Yes, what the original poster had in mind is correct. The inner core electrons have a much higher probability of being ejected than the outer valence electrons. This is because the cross section for photo-emission is highest when the photon energy is nearly equal to the binding energy of the electron. Since core electrons have higher binding energies than valence electrons, many more core electrons are ejected by X-ray photons, which themselves have energies closer to the core level binding energies. Some valence electrons are ejected, but much less compared to core electrons. If that's enough for you, great! But it still leaves the question of why the cross section is highest for photon energies nearly equal to the binding energy. Maybe there is an intuitive reason... maybe it is just what the quantum mechanics says when you work out the cross section. But that is for another day.

As a side note, this is something that must be kept in mind in x-ray photoelectron spectroscopy (XPS).

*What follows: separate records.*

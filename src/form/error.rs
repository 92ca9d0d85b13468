use thiserror::Error;

#[derive(Error, Debug, Clone, PartialEq, Eq)]
pub enum FormError {
    #[error("Invalid date/time '{input}': {reason}")]
    InvalidDatetime { input: String, reason: String },

    #[error("Date/time '{0}' does not exist in the local time zone")]
    NonexistentLocalTime(String),

    #[error("Timestamp out of range: {0}")]
    TimestampOutOfRange(i64),

    #[error("Invalid form configuration: {0}")]
    InvalidConfig(String),
}

impl From<FormError> for String {
    fn from(err: FormError) -> Self {
        err.to_string()
    }
}
#[cfg(feature = "desktop")]
const COMMANDS: &[&str] = &["set_props", "update_field", "get_state", "submit", "cancel"];

fn main() {
    // Generates the allow-*/deny-* permissions and the ACL manifest host apps pick up
    #[cfg(feature = "desktop")]
    tauri_plugin::Builder::new(COMMANDS).build();
}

Taken from K. Oura "Surface Science, an Introduction", sec. 5.4.3:

Moreover, one should bear in mind that the cross-section for excitation is different for different electron levels, which greatly affects the shape of the spectra. For example, x-ray photons also eject electrons from the valence band, not merely from the deep core levels. However the valence band features in the XPS spectrum are very weak (see Fig. 5.20) due to very low photoelectric cross-section for shallow valence band levels at typical XPS photon energies. In general, photoemission has a maximum probability at photon energies close to threshold and drops off rapidly when the photon energy exceeds sufficiently the electron binding energy. Therefore, XPS is a tool to probe mainly deep core levels.

Edit


A little googling sheds some light on the second part. From J.J. Yeh, Atomic Calculation of Photoionization Cross-Sections and Asymmetry Parameters The atomic subshell photoionization cross section in the dipole length approximation is

$$ \sigma_{nl}(h\nu) = \frac{4 \pi^2 \alpha a_0^2}{3}\frac{N_{nl}}{2l+1}h\nu\left[lR_{l-1}^2(\epsilon_{kin}) + (l+1)R_{l+1}^2(\epsilon_{kin})\right] $$

The important part here seems to be the terms

$$ R_{l\pm 1} = \int_0^\infty P_{nl}(r)rP_{\epsilon,l\pm 1}(r)dr $$ $P_{nl}(r)$ is the radial wavefunction for the bound electron (before it is emitted) and $P_{\epsilon,l\pm 1}$ is the radial wavefunction for the ejected electron (after it is emitted). So, in hand-wavy terms, the probability that a valence electron is emitted seems to be smaller due to a smaller overlap between the wavefunction of the high-kinetic-energy emitted electron and the wavefunction of the bound valence electron. I think this gives a little more insight, but perhaps the answer is a little more skewed towards "because quantum mechanics says so".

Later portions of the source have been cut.